It is a tragedy that in our culture the value of experience has been
discounted in favor of easy religion and apparent science. I have learned to
trust my experience in any given discipline over both of the other
scriptures. I have been using a $65 dual gauge (NOT dual stage) beer
regulator and a $20 needle valve on a 5 pound CO2 cylinder for 4 years. I've
never killed a single fish because of too much CO2, and I almost always run
my CO2 cylinder empty. The CO2 is run from the needle valve through a
plastic tubing into the intake sieve of a canister filter. I count the
bubble rate (1-2 per second for a 65 gallon tank) in the intake sieve.
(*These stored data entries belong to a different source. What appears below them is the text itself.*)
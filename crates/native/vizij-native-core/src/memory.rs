//! MemoryEngine: an in-memory native engine built from a [`ViewModelFile`].
//!
//! Instances and their properties live in one handle space. Nested view-model
//! slots are instantiated eagerly; lists start empty. Every effective value
//! change raises the property's changed flag, whether it came from the host
//! ([`NativeEngine::set_value`]) or from the engine side ([`MemoryEngine::write`]).
//!
//! Reference counts only track references handed out across the boundary;
//! the engine's own ownership of nested objects is not counted.

use std::cell::RefCell;

use hashbrown::HashMap;
use indexmap::IndexMap;

use crate::engine::{EnumDefinition, NativeEngine, PropertyDescriptor};
use crate::error::SchemaError;
use crate::handle::NativeHandle;
use crate::kind::PropertyKind;
use crate::schema::ViewModelFile;
use crate::value::PropertyValue;

#[derive(Debug)]
struct InstanceObject {
    view_model: String,
    properties: IndexMap<String, NativeHandle>,
}

#[derive(Debug)]
enum Slot {
    Value(PropertyValue),
    Instance(Option<NativeHandle>),
    List(Vec<NativeHandle>),
}

#[derive(Debug)]
struct PropertyObject {
    kind: PropertyKind,
    slot: Slot,
    changed: bool,
    enum_type: Option<String>,
    enum_values: Vec<String>,
    /// Declared view model of a nested slot or of list elements.
    element_view_model: Option<String>,
}

#[derive(Debug)]
enum Object {
    Instance(InstanceObject),
    Property(PropertyObject),
}

#[derive(Debug, Default)]
struct MemoryState {
    objects: HashMap<NativeHandle, Object>,
    refs: HashMap<NativeHandle, u32>,
    next_handle: u64,
    over_releases: u32,
}

impl MemoryState {
    fn alloc(&mut self, object: Object) -> NativeHandle {
        self.next_handle += 1;
        let handle = NativeHandle(self.next_handle);
        self.objects.insert(handle, object);
        handle
    }

    fn instance(&self, handle: NativeHandle) -> Option<&InstanceObject> {
        match self.objects.get(&handle) {
            Some(Object::Instance(inst)) => Some(inst),
            _ => None,
        }
    }

    fn prop(&self, handle: NativeHandle) -> Option<&PropertyObject> {
        match self.objects.get(&handle) {
            Some(Object::Property(p)) => Some(p),
            _ => None,
        }
    }

    fn prop_mut(&mut self, handle: NativeHandle) -> Option<&mut PropertyObject> {
        match self.objects.get_mut(&handle) {
            Some(Object::Property(p)) => Some(p),
            _ => None,
        }
    }

    fn named_prop(&self, instance: NativeHandle, name: &str) -> Option<NativeHandle> {
        self.instance(instance)?.properties.get(name).copied()
    }

    fn retain(&mut self, handle: NativeHandle) {
        *self.refs.entry(handle).or_insert(0) += 1;
    }

    fn is_instance_of(&self, handle: NativeHandle, view_model: Option<&str>) -> bool {
        match (self.instance(handle), view_model) {
            (Some(inst), Some(vm)) => inst.view_model == vm,
            (Some(_), None) => true,
            (None, _) => false,
        }
    }
}

#[derive(Debug)]
pub struct MemoryEngine {
    file: ViewModelFile,
    state: RefCell<MemoryState>,
}

impl MemoryEngine {
    pub fn new(file: ViewModelFile) -> Result<Self, SchemaError> {
        file.validate()?;
        Ok(Self {
            file,
            state: RefCell::new(MemoryState::default()),
        })
    }

    pub fn from_json_str(s: &str) -> Result<Self, SchemaError> {
        Self::new(ViewModelFile::from_json_str(s)?)
    }

    pub fn file(&self) -> &ViewModelFile {
        &self.file
    }

    /// Build an instance (and its nested slots) without taking a reference.
    fn instantiate(&self, state: &mut MemoryState, view_model: &str) -> Option<NativeHandle> {
        let def = self.file.view_model(view_model)?;
        let mut properties = IndexMap::with_capacity(def.properties.len());
        for prop in &def.properties {
            let slot = match prop.kind {
                PropertyKind::ViewModel => {
                    let nested = prop
                        .view_model
                        .as_deref()
                        .and_then(|vm| self.instantiate(state, vm));
                    Slot::Instance(nested)
                }
                PropertyKind::List => Slot::List(Vec::new()),
                _ => match self.file.initial_value(def, prop) {
                    Ok(Some(v)) => Slot::Value(v),
                    _ => continue,
                },
            };
            let enum_values = if prop.kind == PropertyKind::Enum {
                self.file.enum_values_for(prop)
            } else {
                Vec::new()
            };
            let handle = state.alloc(Object::Property(PropertyObject {
                kind: prop.kind,
                slot,
                changed: false,
                enum_type: prop.enum_type.clone(),
                enum_values,
                element_view_model: prop.view_model.clone(),
            }));
            properties.insert(prop.name.clone(), handle);
        }
        Some(state.alloc(Object::Instance(InstanceObject {
            view_model: def.name.clone(),
            properties,
        })))
    }

    /// Resolve `"A/B/Prop"` from an instance without taking a reference. A path
    /// ending at a nested slot resolves to the nested instance.
    pub fn lookup(&self, root: NativeHandle, path: &str) -> Option<NativeHandle> {
        let state = self.state.borrow();
        let mut current = root;
        let mut segments = path.split('/').peekable();
        while let Some(segment) = segments.next() {
            let prop = state.named_prop(current, segment)?;
            let obj = state.prop(prop)?;
            match (&obj.slot, segments.peek().is_some()) {
                (Slot::Instance(Some(child)), _) => current = *child,
                (_, false) => return Some(prop),
                _ => return None,
            }
        }
        Some(current)
    }

    /// Engine-side mutation, as a state machine or script would perform it.
    pub fn write(&self, property: NativeHandle, value: PropertyValue) -> bool {
        self.set_value(property, value)
    }

    /// Drop a native object out from under any wrapper that still points at it.
    /// Outstanding references stay counted so late releases remain balanced.
    pub fn destroy(&self, handle: NativeHandle) -> bool {
        let mut state = self.state.borrow_mut();
        let Some(object) = state.objects.remove(&handle) else {
            return false;
        };
        if let Object::Instance(inst) = object {
            for prop in inst.properties.values() {
                state.objects.remove(prop);
            }
        }
        true
    }

    pub fn ref_count(&self, handle: NativeHandle) -> u32 {
        self.state.borrow().refs.get(&handle).copied().unwrap_or(0)
    }

    /// Sum of all references handed out and not yet released.
    pub fn outstanding_refs(&self) -> u32 {
        self.state.borrow().refs.values().sum()
    }

    /// Number of releases that found no outstanding reference.
    pub fn over_releases(&self) -> u32 {
        self.state.borrow().over_releases
    }

    pub fn changed_flag(&self, property: NativeHandle) -> bool {
        self.state
            .borrow()
            .prop(property)
            .map(|p| p.changed)
            .unwrap_or(false)
    }

    pub fn list_items(&self, list: NativeHandle) -> Vec<NativeHandle> {
        match self.state.borrow().prop(list).map(|p| &p.slot) {
            Some(Slot::List(items)) => items.clone(),
            _ => Vec::new(),
        }
    }
}

impl NativeEngine for MemoryEngine {
    fn is_alive(&self, handle: NativeHandle) -> bool {
        self.state.borrow().objects.contains_key(&handle)
    }

    fn retain(&self, handle: NativeHandle) {
        self.state.borrow_mut().retain(handle);
    }

    fn release(&self, handle: NativeHandle) {
        let mut state = self.state.borrow_mut();
        match state.refs.get(&handle).copied().unwrap_or(0) {
            0 => {
                state.over_releases += 1;
                log::error!("native release of {handle} without an outstanding reference");
            }
            1 => {
                state.refs.remove(&handle);
            }
            n => {
                state.refs.insert(handle, n - 1);
            }
        }
    }

    fn property(&self, instance: NativeHandle, name: &str) -> Option<NativeHandle> {
        let mut state = self.state.borrow_mut();
        let handle = state.named_prop(instance, name)?;
        state.retain(handle);
        Some(handle)
    }

    fn property_kind(&self, property: NativeHandle) -> Option<PropertyKind> {
        self.state.borrow().prop(property).map(|p| p.kind)
    }

    fn instance_property(&self, instance: NativeHandle, name: &str) -> Option<NativeHandle> {
        let mut state = self.state.borrow_mut();
        let prop = state.named_prop(instance, name)?;
        let child = match state.prop(prop)?.slot {
            Slot::Instance(Some(child)) => child,
            _ => return None,
        };
        state.retain(child);
        Some(child)
    }

    fn view_model_name(&self, instance: NativeHandle) -> Option<String> {
        self.state
            .borrow()
            .instance(instance)
            .map(|i| i.view_model.clone())
    }

    fn create_instance(&self, view_model: &str) -> Option<NativeHandle> {
        let mut state = self.state.borrow_mut();
        let handle = self.instantiate(&mut state, view_model)?;
        state.retain(handle);
        Some(handle)
    }

    fn properties(&self, instance: NativeHandle) -> Vec<PropertyDescriptor> {
        let state = self.state.borrow();
        let Some(inst) = state.instance(instance) else {
            return Vec::new();
        };
        inst.properties
            .iter()
            .filter_map(|(name, h)| {
                state.prop(*h).map(|p| PropertyDescriptor {
                    name: name.clone(),
                    kind: p.kind,
                })
            })
            .collect()
    }

    fn value(&self, property: NativeHandle) -> Option<PropertyValue> {
        match &self.state.borrow().prop(property)?.slot {
            Slot::Value(v) => Some(v.clone()),
            _ => None,
        }
    }

    fn set_value(&self, property: NativeHandle, value: PropertyValue) -> bool {
        let mut state = self.state.borrow_mut();
        let Some(prop) = state.prop_mut(property) else {
            return false;
        };
        if prop.kind != value.kind() {
            return false;
        }
        if let PropertyValue::Enum(index) = value {
            if index as usize >= prop.enum_values.len() {
                return false;
            }
        }
        match &mut prop.slot {
            Slot::Value(current) => {
                if *current != value {
                    *current = value;
                    prop.changed = true;
                }
                true
            }
            _ => false,
        }
    }

    fn fire_trigger(&self, property: NativeHandle) -> bool {
        let mut state = self.state.borrow_mut();
        let Some(prop) = state.prop_mut(property) else {
            return false;
        };
        match &mut prop.slot {
            Slot::Value(PropertyValue::Trigger(count)) => {
                *count = count.wrapping_add(1);
                prop.changed = true;
                true
            }
            _ => false,
        }
    }

    fn has_changed(&self, property: NativeHandle) -> bool {
        self.changed_flag(property)
    }

    fn clear_changed(&self, property: NativeHandle) {
        if let Some(prop) = self.state.borrow_mut().prop_mut(property) {
            prop.changed = false;
        }
    }

    fn enum_type(&self, property: NativeHandle) -> Option<String> {
        self.state.borrow().prop(property)?.enum_type.clone()
    }

    fn enum_values(&self, property: NativeHandle) -> Vec<String> {
        self.state
            .borrow()
            .prop(property)
            .map(|p| p.enum_values.clone())
            .unwrap_or_default()
    }

    fn file_enums(&self) -> Vec<EnumDefinition> {
        self.file
            .enums
            .iter()
            .map(|e| EnumDefinition {
                name: e.name.clone(),
                values: e.values.clone(),
            })
            .collect()
    }

    fn replace_instance(
        &self,
        instance: NativeHandle,
        name: &str,
        replacement: NativeHandle,
    ) -> bool {
        let mut state = self.state.borrow_mut();
        let Some(prop_handle) = state.named_prop(instance, name) else {
            return false;
        };
        let expected = match state.prop(prop_handle) {
            Some(p) if p.kind == PropertyKind::ViewModel => p.element_view_model.clone(),
            _ => return false,
        };
        if !state.is_instance_of(replacement, expected.as_deref()) {
            return false;
        }
        let Some(prop) = state.prop_mut(prop_handle) else {
            return false;
        };
        prop.slot = Slot::Instance(Some(replacement));
        prop.changed = true;
        true
    }

    fn list_len(&self, list: NativeHandle) -> usize {
        match self.state.borrow().prop(list).map(|p| &p.slot) {
            Some(Slot::List(items)) => items.len(),
            _ => 0,
        }
    }

    fn list_item(&self, list: NativeHandle, index: usize) -> Option<NativeHandle> {
        let mut state = self.state.borrow_mut();
        let item = match &state.prop(list)?.slot {
            Slot::List(items) => *items.get(index)?,
            _ => return None,
        };
        state.retain(item);
        Some(item)
    }

    fn list_insert(&self, list: NativeHandle, index: usize, item: NativeHandle) -> bool {
        let mut state = self.state.borrow_mut();
        let element_vm = match state.prop(list) {
            Some(p) if p.kind == PropertyKind::List => p.element_view_model.clone(),
            _ => return false,
        };
        if !state.is_instance_of(item, element_vm.as_deref()) {
            return false;
        }
        let Some(prop) = state.prop_mut(list) else {
            return false;
        };
        match &mut prop.slot {
            Slot::List(items) if index <= items.len() => {
                items.insert(index, item);
                prop.changed = true;
                true
            }
            _ => false,
        }
    }

    fn list_remove_at(&self, list: NativeHandle, index: usize) -> bool {
        let mut state = self.state.borrow_mut();
        let Some(prop) = state.prop_mut(list) else {
            return false;
        };
        match &mut prop.slot {
            Slot::List(items) if index < items.len() => {
                items.remove(index);
                prop.changed = true;
                true
            }
            _ => false,
        }
    }

    fn list_swap(&self, list: NativeHandle, a: usize, b: usize) -> bool {
        let mut state = self.state.borrow_mut();
        let Some(prop) = state.prop_mut(list) else {
            return false;
        };
        match &mut prop.slot {
            Slot::List(items) if a < items.len() && b < items.len() => {
                if a != b {
                    items.swap(a, b);
                    prop.changed = true;
                }
                true
            }
            _ => false,
        }
    }
}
A $65
regulator (described by others here as rubbish) and an $20 needle valve
(described by others here as totally inadequate). That is all. Nothing else.
No dead fish. No pressure pulses. No dumping. Happy plants. Healthy fish. My
experience. I don't have a clue what model number any of the equipment is,
it doesn't matter, I am only relating actual experience with modestly priced
equipment. I believe that anyone can do the same thing. The regulator MUST
be rated for CO2 pressures (the seller will know) and the needle valve
should have the finest movements you can afford, $20 will work, $40 is
better, after that you are just trying to impress your friends.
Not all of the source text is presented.